This paper consists of four sections.

Section 1 emphasizes the importance of tuning parameters and characteristics of various devices in many technical fields. Among such devices, a special place is given to filters due to their diverse functions: noise and fault signal suppression, distortion removal, spectral selectivity of processed signals, etc. This section examines the family of active bandpass Wien filters based on the Wien circuit, voltage divider, and Op-Amp. The key advantage of the filter is highlighted: the ability to independently change the resonance frequency, quality factor, and gain at resonant frequency. These are memristors to be proposed for parameter tuning, since their advantages provide superior performance compared to mechanical and digital potentiometers.

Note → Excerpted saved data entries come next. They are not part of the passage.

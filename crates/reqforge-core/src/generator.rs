//! Live generator interface and Gemini client
//!
//! A [`Generator`] turns a description into raw JSON text. It is the only
//! network-bound step of extraction; everything downstream is pure.

use crate::config::GeneratorConfig;
use crate::error::GeneratorError;
use async_trait::async_trait;
use serde::Deserialize;
use serde_json::{json, Value};
use std::fmt::Debug;

/// Maximum response body kept in [`GeneratorError::Status`]
const MAX_ERROR_BODY: usize = 512;

/// External text-to-structure backend
#[async_trait]
pub trait Generator: Send + Sync + Debug {
    /// Backend name for logs and status
    fn name(&self) -> &str;

    /// Produce raw JSON text for a description
    async fn generate(&self, description: &str) -> Result<String, GeneratorError>;
}

/// Google Gemini `generateContent` client
#[derive(Debug, Clone)]
pub struct GeminiGenerator {
    client: reqwest::Client,
    api_key: String,
    model: String,
    endpoint: String,
}

impl GeminiGenerator {
    /// Build a client from configuration
    ///
    /// # Errors
    /// - `GeneratorError::NotConfigured` if no usable API key is set
    /// - `GeneratorError::Http` if the HTTP client cannot be built
    pub fn new(config: &GeneratorConfig) -> Result<Self, GeneratorError> {
        let api_key = config
            .effective_api_key()
            .ok_or(GeneratorError::NotConfigured)?
            .to_owned();
        let client = reqwest::Client::builder()
            .timeout(config.request_timeout())
            .build()?;

        Ok(Self {
            client,
            api_key,
            model: config.model.clone(),
            endpoint: config.endpoint.trim_end_matches('/').to_owned(),
        })
    }

    /// Model name
    #[inline]
    #[must_use]
    pub fn model(&self) -> &str {
        &self.model
    }

    fn url(&self) -> String {
        format!("{}/models/{}:generateContent", self.endpoint, self.model)
    }
}

#[async_trait]
impl Generator for GeminiGenerator {
    fn name(&self) -> &str {
        "gemini"
    }

    async fn generate(&self, description: &str) -> Result<String, GeneratorError> {
        tracing::debug!(model = %self.model, "requesting structured extraction");

        let response = self
            .client
            .post(self.url())
            .header("x-goog-api-key", self.api_key.as_str())
            .json(&request_body(description))
            .send()
            .await?;

        let status = response.status();
        if !status.is_success() {
            let mut body = response.text().await.unwrap_or_default();
            truncate_on_char_boundary(&mut body, MAX_ERROR_BODY);
            return Err(GeneratorError::Status {
                status: status.as_u16(),
                body,
            });
        }

        let parsed: GenerateContentResponse = response.json().await?;
        parsed.into_text().ok_or(GeneratorError::EmptyResponse)
    }
}

#[derive(Debug, Deserialize)]
struct GenerateContentResponse {
    #[serde(default)]
    candidates: Vec<Candidate>,
}

#[derive(Debug, Deserialize)]
struct Candidate {
    #[serde(default)]
    content: Option<Content>,
}

#[derive(Debug, Deserialize)]
struct Content {
    #[serde(default)]
    parts: Vec<Part>,
}

#[derive(Debug, Deserialize)]
struct Part {
    #[serde(default)]
    text: Option<String>,
}

impl GenerateContentResponse {
    /// Concatenated text parts of the first candidate
    fn into_text(self) -> Option<String> {
        let content = self.candidates.into_iter().next()?.content?;
        let text: String = content.parts.into_iter().filter_map(|p| p.text).collect();
        (!text.trim().is_empty()).then_some(text)
    }
}

fn truncate_on_char_boundary(text: &mut String, max: usize) {
    if text.len() > max {
        let mut cut = max;
        while !text.is_char_boundary(cut) {
            cut -= 1;
        }
        text.truncate(cut);
    }
}

fn request_body(description: &str) -> Value {
    json!({
        "contents": [{ "role": "user", "parts": [{ "text": prompt(description) }] }],
        "generationConfig": {
            "responseMimeType": "application/json",
            "responseSchema": response_schema()
        }
    })
}

fn prompt(description: &str) -> String {
    format!(
        r#"Turn the application description below into structured requirements. Respond with JSON only.

Description: "{description}"

Shape:
{{
  "appName": string,
  "entities": [{{ "name": string, "fields": [{{ "name": string, "type": "text|email|number|date|select|textarea", "required": boolean }}] }}],
  "roles": [string],
  "features": [string],
  "rolePermissions": [{{ "role": string, "canCreate": [string], "canView": [string], "canEdit": [string] }}]
}}

Rules:
- Field types must be one of the six listed.
- roles[] are grouping labels: real user roles, or feature groups when the app has no roles.
- Emit exactly one rolePermissions record per role, using the same role name.
- Every role needs a non-empty canView.
- At least one admin-like role (Admin, Administrator, Owner, Manager, Supervisor, or the most responsible role) gets canCreate and canEdit on every entity.
- Never return canEdit empty for every role.
- Keep lists short and relevant. No commentary."#
    )
}

fn response_schema() -> Value {
    let names = json!({ "type": "array", "items": { "type": "string" } });
    json!({
        "type": "object",
        "properties": {
            "appName": { "type": "string" },
            "entities": {
                "type": "array",
                "items": {
                    "type": "object",
                    "properties": {
                        "name": { "type": "string" },
                        "fields": {
                            "type": "array",
                            "items": {
                                "type": "object",
                                "properties": {
                                    "name": { "type": "string" },
                                    "type": {
                                        "type": "string",
                                        "enum": ["text", "email", "number", "date", "select", "textarea"]
                                    },
                                    "required": { "type": "boolean" }
                                },
                                "required": ["name", "type", "required"]
                            }
                        }
                    },
                    "required": ["name", "fields"]
                }
            },
            "roles": names.clone(),
            "features": names.clone(),
            "rolePermissions": {
                "type": "array",
                "items": {
                    "type": "object",
                    "properties": {
                        "role": { "type": "string" },
                        "canCreate": names.clone(),
                        "canView": names.clone(),
                        "canEdit": names
                    },
                    "required": ["role", "canCreate", "canView", "canEdit"]
                }
            }
        },
        "required": ["appName", "entities", "roles", "features", "rolePermissions"]
    })
}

Section 2 presents an analysis of the active memristive Wien filter using the nodal voltage method. The analysis results in the derivation of the Wien filter’s transfer function, dependence of the resonant frequency on the Wien circuit parameters, and dependencies of the quality factor and gain at the resonant frequency on the voltage divider parameters for given Wien circuit parameters.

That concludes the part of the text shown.